Nuits de feu

Arcimboldo - le feu - source : Wikimedia.org

L’an de grâce 1654,

Lundi, 23 novembre, jour de saint Clément,
pape et martyr et autres au martyrologe,

Veille de saint Chrysogone, martyr, et autres.

Depuis environ 10 heures et demie du soir
jusque environ minuit et demi,

Feu.

La nuit du 23 au 24 novembre 1654, Blaise Pascal connut sa « nuit de feu », son Illumination mystique.
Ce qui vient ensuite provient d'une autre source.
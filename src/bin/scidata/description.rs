//! JSON description of a field and its axes.
//!
//! ```json
//! {
//!   "name": "field", "symbol": "X",
//!   "axes": [
//!     { "name": "time", "unit": "s", "kind": "linspace",
//!       "initial": 0, "final": 10, "number": 10, "period_count": 5 }
//!   ],
//!   "values": [50, 55]
//! }
//! ```

use std::path::Path;
use std::sync::Arc;

use anyhow::{Context, Result};
use serde::{Deserialize, Serialize};

use scidata::{Axis, Field, Pattern};

#[derive(Clone, Debug, Serialize, Deserialize)]
pub struct FieldDescription {
    pub name: String,
    pub symbol: String,
    #[serde(default)]
    pub unit: String,
    pub axes: Vec<AxisDescription>,
    pub values: Vec<f64>,
}

#[derive(Clone, Debug, Serialize, Deserialize)]
pub struct AxisDescription {
    pub name: String,
    #[serde(default)]
    pub unit: String,
    #[serde(flatten)]
    pub kind: KindDescription,
    #[serde(default)]
    pub period_count: Option<usize>,
    #[serde(default)]
    pub is_antiperiod: bool,
}

#[derive(Clone, Debug, Serialize, Deserialize)]
#[serde(tag = "kind", rename_all = "lowercase")]
pub enum KindDescription {
    Linspace {
        initial: f64,
        #[serde(rename = "final")]
        final_value: f64,
        number: usize,
        #[serde(default)]
        include_endpoint: bool,
    },
    Values {
        values: Vec<f64>,
    },
    Pattern {
        unique_values: Vec<f64>,
        unique_indices: Vec<usize>,
        rebuild_indices: Vec<usize>,
        #[serde(default)]
        whole_values: Option<Vec<f64>>,
        #[serde(default = "default_step")]
        is_step: bool,
    },
}

fn default_step() -> bool {
    true
}

impl AxisDescription {
    pub fn build(&self) -> Result<Axis> {
        let name = self.name.as_str();
        let axis = match &self.kind {
            KindDescription::Linspace {
                initial,
                final_value,
                number,
                include_endpoint,
            } => {
                Axis::linspace(
                    name,
                    &self.unit,
                    *initial,
                    *final_value,
                    *number,
                    *include_endpoint,
                )?
            }
            KindDescription::Values { values } => Axis::values(name, &self.unit, values.clone())?,
            KindDescription::Pattern {
                unique_values,
                unique_indices,
                rebuild_indices,
                whole_values,
                is_step,
            } => {
                let mut pattern = Pattern::new(
                    unique_values.clone(),
                    unique_indices.clone(),
                    rebuild_indices.clone(),
                )
                .with_step(*is_step);
                if let Some(whole) = whole_values {
                    pattern = pattern.with_whole(whole.clone());
                }
                Axis::pattern(name, &self.unit, pattern)?
            }
        };
        match self.period_count {
            Some(p) => Ok(axis.get_axis_periodic(p, self.is_antiperiod)?),
            None => Ok(axis),
        }
    }
}

impl FieldDescription {
    pub fn load(path: &Path) -> Result<Self> {
        let text = std::fs::read_to_string(path)
            .with_context(|| format!("reading {}", path.display()))?;
        serde_json::from_str(&text).with_context(|| format!("parsing {}", path.display()))
    }

    pub fn build(&self) -> Result<Field> {
        let axes = self
            .axes
            .iter()
            .map(|a| a.build().map(Arc::new).with_context(|| format!("axis '{}'", a.name)))
            .collect::<Result<Vec<_>>>()?;
        let field = Field::new(&self.name, &self.symbol, axes, self.values.clone())
            .with_context(|| format!("field '{}'", self.name))?;
        Ok(field.with_unit(&self.unit))
    }
}
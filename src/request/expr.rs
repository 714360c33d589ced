//! Arithmetic over known constants, for range bounds like `pi/4`.
//!
//! Grammar:
//! ```text
//! expr    := term (('+' | '-') term)*
//! term    := power (('*' | '/') power)*
//! power   := unary ('^' power)?
//! unary   := ('+' | '-') unary | primary
//! primary := number | 'pi' | 'e' | '(' expr ')'
//! ```

use crate::util::{Error, Result};

/// Evaluate a bound expression.
pub fn eval(input: &str) -> Result<f64> {
    let mut p = Parser { src: input, bytes: input.as_bytes(), pos: 0 };
    let value = p.expr()?;
    p.skip_ws();
    if p.pos != p.bytes.len() {
        return Err(p.error(format!("unexpected '{}'", &input[p.pos..])));
    }
    if !value.is_finite() {
        return Err(p.error("expression is not finite"));
    }
    Ok(value)
}

struct Parser<'a> {
    src: &'a str,
    bytes: &'a [u8],
    pos: usize,
}

impl Parser<'_> {
    fn error(&self, reason: impl Into<String>) -> Error {
        Error::parse(self.src, reason)
    }

    fn skip_ws(&mut self) {
        while self.pos < self.bytes.len() && self.bytes[self.pos].is_ascii_whitespace() {
            self.pos += 1;
        }
    }

    fn peek(&mut self) -> Option<u8> {
        self.skip_ws();
        self.bytes.get(self.pos).copied()
    }

    fn expr(&mut self) -> Result<f64> {
        let mut acc = self.term()?;
        while let Some(op @ (b'+' | b'-')) = self.peek() {
            self.pos += 1;
            let rhs = self.term()?;
            acc = if op == b'+' { acc + rhs } else { acc - rhs };
        }
        Ok(acc)
    }

    fn term(&mut self) -> Result<f64> {
        let mut acc = self.power()?;
        while let Some(op @ (b'*' | b'/')) = self.peek() {
            self.pos += 1;
            let rhs = self.power()?;
            acc = if op == b'*' { acc * rhs } else { acc / rhs };
        }
        Ok(acc)
    }

    fn power(&mut self) -> Result<f64> {
        let base = self.unary()?;
        if self.peek() == Some(b'^') {
            self.pos += 1;
            let exp = self.power()?;
            return Ok(base.powf(exp));
        }
        Ok(base)
    }

    fn unary(&mut self) -> Result<f64> {
        match self.peek() {
            Some(b'-') => {
                self.pos += 1;
                Ok(-self.unary()?)
            }
            Some(b'+') => {
                self.pos += 1;
                self.unary()
            }
            _ => self.primary(),
        }
    }

    fn primary(&mut self) -> Result<f64> {
        match self.peek() {
            Some(b'(') => {
                self.pos += 1;
                let v = self.expr()?;
                if self.peek() != Some(b')') {
                    return Err(self.error("missing ')'"));
                }
                self.pos += 1;
                Ok(v)
            }
            Some(c) if c.is_ascii_digit() || c == b'.' => self.number(),
            Some(c) if c.is_ascii_alphabetic() => {
                let start = self.pos;
                while self.pos < self.bytes.len() && self.bytes[self.pos].is_ascii_alphanumeric() {
                    self.pos += 1;
                }
                match &self.src[start..self.pos] {
                    "pi" | "PI" | "Pi" => Ok(std::f64::consts::PI),
                    "e" => Ok(std::f64::consts::E),
                    other => Err(self.error(format!("unknown constant '{other}'"))),
                }
            }
            Some(c) => Err(self.error(format!("unexpected '{}'", c as char))),
            None => Err(self.error("unexpected end of expression")),
        }
    }

    fn number(&mut self) -> Result<f64> {
        let start = self.pos;
        let digits = |p: &mut Self| {
            while p.bytes.get(p.pos).is_some_and(|b| b.is_ascii_digit() || *b == b'.') {
                p.pos += 1;
            }
        };
        digits(self);
        // exponent only when followed by digits, so `2e` stays an error
        if matches!(self.bytes.get(self.pos), Some(b'e' | b'E')) {
            let mut look = self.pos + 1;
            if matches!(self.bytes.get(look), Some(b'+' | b'-')) {
                look += 1;
            }
            if self.bytes.get(look).is_some_and(u8::is_ascii_digit) {
                self.pos = look;
                digits(self);
            }
        }
        self.src[start..self.pos]
            .parse::<f64>()
            .map_err(|_| self.error(format!("bad number '{}'", &self.src[start..self.pos])))
    }
}

#[cfg(test)]
mod tests {
    use super::*;
    use std::f64::consts::PI;

    #[test]
    fn test_numbers() {
        assert_eq!(eval("0").unwrap(), 0.0);
        assert_eq!(eval(" 2.5 ").unwrap(), 2.5);
        assert_eq!(eval("1e-3").unwrap(), 1e-3);
        assert_eq!(eval("-4").unwrap(), -4.0);
        assert_eq!(eval(".5").unwrap(), 0.5);
    }

    #[test]
    fn test_constants() {
        assert_eq!(eval("pi/4").unwrap(), PI / 4.0);
        assert_eq!(eval("2*pi").unwrap(), 2.0 * PI);
        assert_eq!(eval("-pi").unwrap(), -PI);
        assert!((eval("e").unwrap() - std::f64::consts::E).abs() < 1e-15);
    }

    #[test]
    fn test_precedence() {
        assert_eq!(eval("1+2*3").unwrap(), 7.0);
        assert_eq!(eval("(1+2)*3").unwrap(), 9.0);
        assert_eq!(eval("2^3^2").unwrap(), 512.0);
        assert_eq!(eval("10-4-3").unwrap(), 3.0);
        assert_eq!(eval("-2^2").unwrap(), 4.0);
    }

    #[test]
    fn test_errors() {
        assert!(eval("").is_err());
        assert!(eval("1+").is_err());
        assert!(eval("(1").is_err());
        assert!(eval("tau").is_err());
        assert!(eval("2e").is_err());
        assert!(eval("1/0").is_err());
        assert!(eval("1 2").is_err());
    }
}
//! Reconstruction engine.
//!
//! A pure function of (axis, selection) to (coordinates, mapping):
//! - [`Reconstruction`] - requested coordinates plus an [`IndexMap`]
//! - [`reconstruct`] - dispatch on the axis kind, then range selection
//!
//! Sampled axes tile their stored block (negating alternate blocks when
//! anti-periodic); pattern axes expand through their rebuild indices or
//! resample onto arbitrary targets.

mod mapping;
mod pattern;
mod periodic;

pub use mapping::{hold, interpolate, IndexMap, Term, Terms};

use crate::axis::{Axis, AxisKind};
use crate::request::{Modifier, Selection};
use crate::util::{Error, Result};

/// Relative tolerance for coordinate comparisons.
pub const TOLERANCE: f64 = 1e-9;

/// Absolute tolerance around a coordinate of magnitude `|x|`.
#[inline]
pub fn tolerance(x: f64) -> f64 {
    TOLERANCE * x.abs().max(1.0)
}

/// Requested coordinates of one axis and how field values follow them.
#[derive(Clone, Debug, Default, PartialEq)]
pub struct Reconstruction {
    pub coords: Vec<f64>,
    pub map: IndexMap,
}

impl Reconstruction {
    pub fn new(coords: Vec<f64>, map: IndexMap) -> Self {
        debug_assert_eq!(coords.len(), map.len());
        Self { coords, map }
    }

    #[inline]
    pub fn len(&self) -> usize {
        self.coords.len()
    }

    #[inline]
    pub fn is_empty(&self) -> bool {
        self.coords.is_empty()
    }

    /// Field values along this axis for a one-dimensional stored array.
    pub fn apply(&self, stored: &[f64]) -> Vec<f64> {
        self.map.apply(stored)
    }
}

/// Reconstruct `axis` for `selection`.
///
/// Full reconstructions are checked against the axis's declared length.
/// `Selection::AxisData` must be resolved to targets by the caller.
pub fn reconstruct(axis: &Axis, selection: &Selection) -> Result<Reconstruction> {
    let rec = match selection {
        Selection::Modifier(modifier) => reconstruct_kind(axis, *modifier)?,
        Selection::Range { lower, upper } => {
            let full = reconstruct_kind(axis, Modifier::None)?;
            select_range(axis, full, *lower, *upper)?
        }
        Selection::Targets(targets) => match axis.kind() {
            AxisKind::Pattern(p) => pattern::resample(p, targets),
            _ => return Err(Error::UnsupportedResampling(axis.name().to_string())),
        },
        Selection::AxisData => return Err(Error::MissingAxisData(axis.name().to_string())),
    };

    if rec.coords.len() != rec.map.len() {
        return Err(Error::LengthMismatch {
            axis: axis.name().to_string(),
            expected: rec.coords.len(),
            actual: rec.map.len(),
        });
    }
    Ok(rec)
}

fn reconstruct_kind(axis: &Axis, modifier: Modifier) -> Result<Reconstruction> {
    let rec = match axis.kind() {
        AxisKind::Pattern(p) => pattern::reconstruct(axis, p, modifier)?,
        AxisKind::Linspace(_) | AxisKind::Values(_) => periodic::reconstruct(axis, modifier)?,
    };
    if modifier == Modifier::None {
        let declared = axis.get_length(false);
        if rec.len() != declared {
            return Err(Error::LengthMismatch {
                axis: axis.name().to_string(),
                expected: declared,
                actual: rec.len(),
            });
        }
    }
    Ok(rec)
}

/// Keep coordinates `v` with `lower <= v < upper`.
fn select_range(
    axis: &Axis,
    full: Reconstruction,
    lower: f64,
    upper: f64,
) -> Result<Reconstruction> {
    let positions: Vec<usize> = full
        .coords
        .iter()
        .enumerate()
        .filter(|&(_, &v)| v >= lower - tolerance(lower) && v < upper - tolerance(upper))
        .map(|(i, _)| i)
        .collect();
    if positions.is_empty() {
        return Err(Error::EmptySelection {
            axis: axis.name().to_string(),
            lower,
            upper,
        });
    }
    tracing::debug!(
        axis = axis.name(),
        lower,
        upper,
        selected = positions.len(),
        "range selection"
    );
    let coords = positions.iter().map(|&p| full.coords[p]).collect();
    Ok(Reconstruction::new(coords, full.map.select(&positions)))
}

#[cfg(test)]
mod tests {
    use super::*;
    use crate::axis::Pattern;
    use std::f64::consts::PI;

    fn angle() -> Axis {
        Axis::linspace("angle", "rad", 0.0, 2.0 * PI, 16, false)
            .unwrap()
            .get_axis_periodic(4, true)
            .unwrap()
    }

    #[test]
    fn test_range_half_open() {
        let r = reconstruct(&angle(), &Selection::Range { lower: 0.0, upper: PI / 4.0 }).unwrap();
        assert_eq!(r.len(), 2);
        assert!((r.coords[1] - PI / 8.0).abs() < 1e-12);

        let r = reconstruct(&angle(), &Selection::Range { lower: PI / 4.0, upper: PI }).unwrap();
        assert_eq!(r.len(), 6);
        assert!((r.coords[0] - PI / 4.0).abs() < 1e-12);
    }

    #[test]
    fn test_range_keeps_signs() {
        // positions 4..8 of the full axis are the negated block
        let r = reconstruct(&angle(), &Selection::Range { lower: PI / 2.0, upper: PI }).unwrap();
        assert_eq!(r.apply(&[1.0, 2.0, 3.0, 4.0]), vec![-1.0, -2.0, -3.0, -4.0]);
    }

    #[test]
    fn test_range_empty() {
        assert!(matches!(
            reconstruct(&angle(), &Selection::Range { lower: 10.0, upper: 11.0 }),
            Err(Error::EmptySelection { .. })
        ));
    }

    #[test]
    fn test_targets_need_pattern_axis() {
        assert!(matches!(
            reconstruct(&angle(), &Selection::Targets(vec![0.0])),
            Err(Error::UnsupportedResampling(_))
        ));
        assert!(matches!(
            reconstruct(&angle(), &Selection::AxisData),
            Err(Error::MissingAxisData(_))
        ));
    }

    #[test]
    fn test_range_on_pattern() {
        let p = Pattern::new(
            vec![-5.0, -3.0, -1.0, 1.0, 3.0],
            vec![0, 2, 4, 6, 8],
            vec![0, 0, 1, 1, 2, 2, 3, 3, 4, 4],
        )
        .with_whole(vec![-5.0, -3.0, -3.0, -1.0, -1.0, 1.0, 1.0, 3.0, 3.0, 5.0]);
        let axis = Axis::pattern("slice", "m", p).unwrap();
        let r = reconstruct(&axis, &Selection::Range { lower: -3.0, upper: 1.0 }).unwrap();
        assert_eq!(r.coords, vec![-3.0, -3.0, -1.0, -1.0]);
        assert_eq!(r.apply(&[10.0, 20.0, 30.0, 40.0, 50.0]), vec![10.0, 20.0, 20.0, 30.0]);
    }

    #[test]
    fn test_round_trip_smallest_period() {
        let axis = Axis::values("x", "m", vec![0.0, 0.5, 1.5, 2.0, 3.0, 3.5])
            .unwrap()
            .get_axis_periodic(3, false)
            .unwrap();
        let full = reconstruct(&axis, &Selection::default()).unwrap();
        let smallest = reconstruct(&axis, &Selection::Modifier(Modifier::SmallestPeriod)).unwrap();
        assert_eq!(&full.coords[..smallest.len()], smallest.coords.as_slice());
        let one = reconstruct(&axis, &Selection::Modifier(Modifier::OnePeriod)).unwrap();
        assert_eq!(full.len(), 3 * one.len());
        assert_eq!(smallest.apply(&[1.0, 2.0]), vec![1.0, 2.0]);
    }
}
Quinze jours plutôt, Blaise Pascal frôlait la mort au pont de Neuilly : les chevaux de son carrosse franchirent le parapet et entraînèrent avec eux l’attelage, mais le bât se rompit et la voiture resta au borde du vide. Pascal s’évanouit et tomba insconscient. Il se reveilla le 23 novembre.
J’ai relu quelques passages des Pensées de Pascal il y a peu. Cette lecture me console des tristes mélodies de l’actualité et des comptines navrantes des politiciens. Dans ces pensées, tout nous porte à nous élever au-dessus des sophismes, et à raisonner non pas dans l’instant, ni l’improvisation, mais à voir plus loin et plus profondément, à lever les voiles qui obscurcissent notre jugement, à prendre du recul tout en prenant notre temps, cette denrée qui se fait rare. A tout faire dans la précipitation à établir projets et plans pour l’avenir et à regretter ce que nous n’avons pas fait dans le passé, nous oublions de vivre dans le présent, nous dit Pascal.
 J’ai besoin, en cette semaine de vacances, où je travaille et réfléchis ma thèse, à un recul et à une sorte de retraite intellectuelle sans avoir l’oeil constamment rivé sur les réseaux sociaux et sur l’actualité.
Loin de tout mysticisme, et sans exagérer ce que je ressens, je connais parfois aussi ces « nuits de feu », des nuits d’intense réflexion où tout converge vers nos pensées. Rien ni personne ne peut vous troubler. Vous êtes hors du monde. Hier, ce furent les propos de Gilles Deleuze sur la démocratie et la philosophie, et l’existence même de Dieu qui m’ont fait réfléchir toute la nuit. J’ai écouté de larges extraits de L’abécédaire de Deleuze, une série d’entretiens effectués en 1989 avec la journaliste Claire  Parnet.
Mi éveillé, mi endormi dans un état intermédiaire, je n’ai cessé de ressasser ces mots, et de voir comme en plein jour, Je me consume au contact de la pensée éclairante sans doute, qui m’a donné la sensation d’articuler avec cohérence comme allant de soi un fouillis inextricable d’idées, de connaissances…
Les vacances me vont bien. Je suis totalement concentré sur ma thèse et je découvre des théories très séduisantes sur l’émergence et la diffusion des savoirs ( l’anti-fondationnalisme). J’ai enfin pu me plonger dans la lecture passionnante des oeuvres de Gilles Deleuze et Félix Guattari et je n’en suis pas déçu. Après Bourdieu il y a plus de deux ans, voilà que je suis à nouveau séduit par une oeuvre intellectuelle différente, rafraîchissante et accaparante, loin des vaines ambitions et de la médiocrité ambiante.